[Originally published in Movietone News 26, October 1973]
Little can be said of this film’s elusive plot without spoiling the excitement for the viewer. A movie producer invites six friends to spend a week aboard his yacht off the French Riviera, playing a six-day, port-to-port detective game. Each accepts the invitation in hopes of winning some favor from the powerful film magnate. It is a year since his wife Sheila was murdered by a hit-and-run driver; and as the producer’s skillfully devised game begins to reveal hidden secrets about the lives of the players, it becomes evident that one of them is the murderer. Suddenly there is much more at stake than the outcome of a game. Or is there? For as the film twists and turns along increasingly cerebral passageways, each new revelation becomes simply a part of a larger game. Unlike its predecessors in the “game” film genre—Who’s Afraid of Virginia Woolf?, The Boys in the Band, Sleuth—The Last of Sheila is not based on a stageplay, and its plot never reaches a point at which the game-playing stops, gives way to reality. Quite the contrary, as the film ends the next move is left to the audience, filled with the discomforting sense that everything that happened onscreen was merely part of a still larger mystery game that remains for them to unravel.
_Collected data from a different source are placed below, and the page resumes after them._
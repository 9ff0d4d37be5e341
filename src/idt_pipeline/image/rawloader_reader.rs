//! Camera RAW reader built on the rawloader library.
//!
//! Supports any 2x2 Bayer or RGB RAW format rawloader can decode (ARW, CR2,
//! NEF, DNG, ...). Sensor counts are mapped to `[0, 1]` with the black and
//! white level of each filter colour, then demosaiced with the file's CFA
//! layout. Camera white balance and colour matrices are left out.

use std::io::Cursor;

use rawloader::RawImageData as RawloaderImageData;
use tracing::debug;

use crate::idt_pipeline::common::error::{IdtError, Result};
use crate::idt_pipeline::image::debayer::{BayerPattern, CpuDebayer};
use crate::idt_pipeline::image::reader::ImageReader;
use crate::idt_pipeline::image::types::RgbImage;

pub struct RawLoaderReader;

/// Full scale of the 16-bit mosaic handed to the demosaicer.
const MOSAIC_SCALE: f32 = u16::MAX as f32;

impl ImageReader for RawLoaderReader {
    /// Decodes RAW bytes into normalised camera RGB.
    ///
    /// # Examples
    ///
    /// ```no_run
    /// use prosumer_idt_rs::idt_pipeline::image::{ImageReader, RawLoaderReader};
    ///
    /// let raw_bytes = std::fs::read("checker_0EV.arw").unwrap();
    /// let image = RawLoaderReader.read_image(&raw_bytes).unwrap();
    /// ```
    fn read_image(&self, data: &[u8]) -> Result<RgbImage> {
        debug!("Decoding RAW image, {} bytes", data.len());

        let decoded = rawloader::decode(&mut Cursor::new(data))
            .map_err(|e| IdtError::DecodeError(e.to_string()))?;

        let width = decoded.width;
        let height = decoded.height;
        debug!(
            "Decoded image: {}x{}, cpp={}, cfa={}, black={:?}, white={:?}",
            width,
            height,
            decoded.cpp,
            decoded.cfa.name,
            decoded.blacklevels,
            decoded.whitelevels
        );

        match (decoded.cpp, decoded.data) {
            (3, RawloaderImageData::Integer(counts)) => {
                let samples = normalise_rgb(&counts, decoded.blacklevels, decoded.whitelevels);
                RgbImage::new(width, height, samples)
            }
            // float data is already normalised
            (3, RawloaderImageData::Float(values)) => {
                RgbImage::new(width, height, values.iter().map(|&v| v.max(0.0)).collect())
            }
            (1, data) => {
                let pattern = BayerPattern::from_cfa(&decoded.cfa)?;
                let mosaic = match data {
                    RawloaderImageData::Integer(counts) => normalise_mosaic(
                        &counts,
                        width,
                        &decoded.cfa,
                        decoded.blacklevels,
                        decoded.whitelevels,
                    ),
                    RawloaderImageData::Float(values) => values,
                };
                let samples = demosaic(width, height, &mosaic, pattern)?;
                RgbImage::new(width, height, samples)
            }
            (cpp, _) => Err(IdtError::UnsupportedFormat(format!(
                "{cpp} components per pixel"
            ))),
        }
    }
}

fn normalise(count: u16, black: u16, white: u16) -> f32 {
    let range = (white as f32 - black as f32).max(1.0);
    ((count as f32 - black as f32) / range).max(0.0)
}

/// Maps sensor counts to `[0, 1]` with the black and white level of each
/// pixel's filter colour.
pub(crate) fn normalise_mosaic(
    counts: &[u16],
    width: usize,
    cfa: &rawloader::CFA,
    black: [u16; 4],
    white: [u16; 4],
) -> Vec<f32> {
    counts
        .iter()
        .enumerate()
        .map(|(i, &count)| {
            let colour = cfa.color_at(i / width, i % width);
            normalise(count, black[colour], white[colour])
        })
        .collect()
}

/// Same as [`normalise_mosaic`] for interleaved RGB counts.
pub(crate) fn normalise_rgb(counts: &[u16], black: [u16; 4], white: [u16; 4]) -> Vec<f32> {
    counts
        .iter()
        .enumerate()
        .map(|(i, &count)| normalise(count, black[i % 3], white[i % 3]))
        .collect()
}

/// Demosaics a normalised mosaic through a 16-bit raster.
fn demosaic(
    width: usize,
    height: usize,
    mosaic: &[f32],
    pattern: BayerPattern,
) -> Result<Vec<f32>> {
    let quantised: Vec<u16> = mosaic
        .iter()
        .map(|&v| (v.clamp(0.0, 1.0) * MOSAIC_SCALE).round() as u16)
        .collect();
    let rgb = CpuDebayer::with_pattern(pattern).process(width, height, &quantised, 16)?;
    Ok(rgb.iter().map(|&v| v as f32 / MOSAIC_SCALE).collect())
}
//! Closed configuration variants.
//!
//! Every variant parses from the names used in project settings files;
//! parsing ignores case, spaces, dashes and underscores.

use std::fmt;
use std::str::FromStr;

use crate::idt_pipeline::common::error::IdtError;

fn normalise(s: &str) -> String {
    s.chars()
        .filter(|c| c.is_ascii_alphanumeric())
        .collect::<String>()
        .to_ascii_lowercase()
}

fn unknown(kind: &str, value: &str) -> IdtError {
    IdtError::InvalidConfig(format!("unknown {kind} {value:?}"))
}

/// How the per-channel fitted LUT is reduced before decoding.
#[derive(Debug, Clone, Copy, PartialEq, Eq, Default)]
pub enum DecodingMethod {
    /// Element-wise median of the three channel curves.
    #[default]
    Median,
    /// Element-wise mean of the three channel curves.
    Average,
    /// Each channel decoded through its own curve.
    PerChannel,
    /// Curves combined with the ACES2065-1 luminance weights.
    Aces,
}

impl FromStr for DecodingMethod {
    type Err = IdtError;

    fn from_str(s: &str) -> Result<Self, Self::Err> {
        match normalise(s).as_str() {
            "median" => Ok(DecodingMethod::Median),
            "average" | "mean" => Ok(DecodingMethod::Average),
            "perchannel" => Ok(DecodingMethod::PerChannel),
            "aces" => Ok(DecodingMethod::Aces),
            _ => Err(unknown("decoding method", s)),
        }
    }
}

impl fmt::Display for DecodingMethod {
    fn fmt(&self, f: &mut fmt::Formatter<'_>) -> fmt::Result {
        let name = match self {
            DecodingMethod::Median => "Median",
            DecodingMethod::Average => "Average",
            DecodingMethod::PerChannel => "Per Channel",
            DecodingMethod::Aces => "ACES",
        };
        f.write_str(name)
    }
}

/// Interpolation between LUT entries.
#[derive(Debug, Clone, Copy, PartialEq, Eq, Default)]
pub enum Interpolator {
    #[default]
    Linear,
    /// Monotone piecewise-cubic Hermite (PCHIP).
    Cubic,
}

impl FromStr for Interpolator {
    type Err = IdtError;

    fn from_str(s: &str) -> Result<Self, Self::Err> {
        match normalise(s).as_str() {
            "linear" => Ok(Interpolator::Linear),
            "cubic" | "pchip" | "cubicspline" => Ok(Interpolator::Cubic),
            _ => Err(unknown("interpolator", s)),
        }
    }
}

impl fmt::Display for Interpolator {
    fn fmt(&self, f: &mut fmt::Formatter<'_>) -> fmt::Result {
        match self {
            Interpolator::Linear => f.write_str("Linear"),
            Interpolator::Cubic => f.write_str("Cubic"),
        }
    }
}

/// Treatment of values beyond the covered domain.
#[derive(Debug, Clone, Copy, PartialEq, Eq, Default)]
pub enum BoundaryPolicy {
    /// Hold the edge value.
    Clamp,
    /// Continue with the edge slope.
    #[default]
    Linear,
}

impl FromStr for BoundaryPolicy {
    type Err = IdtError;

    fn from_str(s: &str) -> Result<Self, Self::Err> {
        match normalise(s).as_str() {
            "clamp" | "constant" => Ok(BoundaryPolicy::Clamp),
            "linear" | "extrapolate" => Ok(BoundaryPolicy::Linear),
            _ => Err(unknown("boundary policy", s)),
        }
    }
}

impl fmt::Display for BoundaryPolicy {
    fn fmt(&self, f: &mut fmt::Formatter<'_>) -> fmt::Result {
        match self {
            BoundaryPolicy::Clamp => f.write_str("Clamp"),
            BoundaryPolicy::Linear => f.write_str("Linear"),
        }
    }
}

/// Checker patches contributing pairs to the decoding curve fit.
#[derive(Debug, Clone, Copy, PartialEq, Eq, Default)]
pub enum LutPatchSelection {
    /// The grey-scale row only.
    #[default]
    Neutrals,
    AllPatches,
}

impl FromStr for LutPatchSelection {
    type Err = IdtError;

    fn from_str(s: &str) -> Result<Self, Self::Err> {
        match normalise(s).as_str() {
            "neutrals" | "greyscale" | "grayscale" => Ok(LutPatchSelection::Neutrals),
            "all" | "allpatches" => Ok(LutPatchSelection::AllPatches),
            _ => Err(unknown("LUT patch selection", s)),
        }
    }
}

/// Whether the closed-form white balance is refined with the matrix.
#[derive(Debug, Clone, Copy, PartialEq, Eq, Default)]
pub enum WhiteBalanceRefinement {
    #[default]
    Fixed,
    Joint,
}

impl FromStr for WhiteBalanceRefinement {
    type Err = IdtError;

    fn from_str(s: &str) -> Result<Self, Self::Err> {
        match normalise(s).as_str() {
            "fixed" => Ok(WhiteBalanceRefinement::Fixed),
            "joint" => Ok(WhiteBalanceRefinement::Joint),
            _ => Err(unknown("white balance refinement", s)),
        }
    }
}

#[cfg(test)]
mod tests {
    use super::*;

    #[test]
    fn test_decoding_method_names() {
        assert_eq!("Per Channel".parse::<DecodingMethod>().unwrap(), DecodingMethod::PerChannel);
        assert_eq!("per_channel".parse::<DecodingMethod>().unwrap(), DecodingMethod::PerChannel);
        assert_eq!("ACES".parse::<DecodingMethod>().unwrap(), DecodingMethod::Aces);
        for method in [
            DecodingMethod::Median,
            DecodingMethod::Average,
            DecodingMethod::PerChannel,
            DecodingMethod::Aces,
        ] {
            assert_eq!(method.to_string().parse::<DecodingMethod>().unwrap(), method);
        }
    }

    #[test]
    fn test_unknown_names_are_config_errors() {
        assert!(matches!(
            "Spline".parse::<DecodingMethod>(),
            Err(IdtError::InvalidConfig(_))
        ));
        assert!("Sprague".parse::<Interpolator>().is_err());
        assert!("wrap".parse::<BoundaryPolicy>().is_err());
        assert!("some".parse::<LutPatchSelection>().is_err());
        assert!("free".parse::<WhiteBalanceRefinement>().is_err());
    }

    #[test]
    fn test_interpolator_aliases() {
        assert_eq!("PCHIP".parse::<Interpolator>().unwrap(), Interpolator::Cubic);
        assert_eq!("Cubic Spline".parse::<Interpolator>().unwrap(), Interpolator::Cubic);
    }
}
use reqwest::StatusCode;
use thiserror::Error;

#[derive(Error, Debug)]
pub enum InfluxError {
    /// Network-level failure: connection refused, timeout, TLS failure.
    /// Distinct from any HTTP-level classification.
    #[error("{0}")]
    ReqwestError(#[from] reqwest::Error),

    #[error("{0}")]
    JsonError(#[from] serde_json::Error),

    #[error("{0}")]
    UrlError(#[from] url::ParseError),

    /// Malformed caller input, detected before any network call.
    #[error("Validation failed: {0}")]
    ValidationFailed(String),

    /// The server answered with a status other than the expected one (and not
    /// a 5xx).
    #[error("InfluxDB responded with non-expected code: {0}. response message is: {1}")]
    ClientError(StatusCode, String),

    /// 5xx response, body verbatim.
    #[error("InfluxDB server error: {0}")]
    ServerError(String),

    /// Per-statement error embedded in an otherwise successful query
    /// response, promoted when `raise_errors` is on.
    #[error("query returned an error: {0}")]
    QueryError(String),
}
The mechanics of the action are so well worked out and so absorbing that one almost loses sight of the fact that games and murder are here employed as caustic metaphor for the shallow, mercenary, cannibalistic lifestyle of “movie people.” As mystery, the film never cheats: everything is precisely thought out, perfectly timed, executed with subtlety, integrity and attention to detail. The twists and revelations are always consistent with even the most minute points of plot and dialogue. There are no red herrings. As metaphor, the film succeeds beyond even its own ambitions, leaving a profoundly disturbing sense of the bitter harvest of personal and professional jealousy. The burden of making the whole thing work is admirably borne by the oddly heterogeneous cast, all turning in uncommonly fine performances. Gerry Turpin’s darkly rich photography contrasts the superficially carefree sunny Riviera with the murky atmosphere of personal evil. The film’s only weak spot is the overly resonant soundtrack, which occasionally has the viewer straining to catch a line or figure out one he’s missed. But it’s worth the strain. The Sondheim-Perkins screenplay abounds in mental gymnastics and in-jokes which draw the viewer, now delightfully, now insidiously, into the subterfuge. We are all games-players on one level or another, and the willingness with which we recognize and accept the challenge of the Sondheim-Perkins game is the measure of our appreciation and enjoyment of the film.
THE LAST OF SHEILA
Direction: Herbert Ross. Screenplay: Stephen Sondheim, Anthony Perkins. Cinematography: Gerry Turpin. Art Direction: Ken Adam. Production: Ross.
The Players: Richard Benjamin, Dyan Cannon, James Coburn, Joan Hackett, Ian McShane, James Mason, Raquel Welch.
Copyright © 1973 Robert C. Cumbow
Postscript 2016: A recent second look at this film, 40+ years later makes me revise my earlier estimation of this film downward. What excited me (then and now) about the film arises mostly from my enjoyment of puzzles. Always an enthusiastic fan of cryptic crosswords, I was then an avid follower of the puzzles that Richard Maltby and Stephen Sondheim set for The Atlantic, and the film was and is a big-screen celebration of the joy of that kind of wordplay. But Ross does not manage his actors or Turpin’s camera particularly well, and the script runs off the rails a lot, especially in the last couple of reels. The wordplay is still fun, but the film now strikes me as inconsequential and occasionally annoying.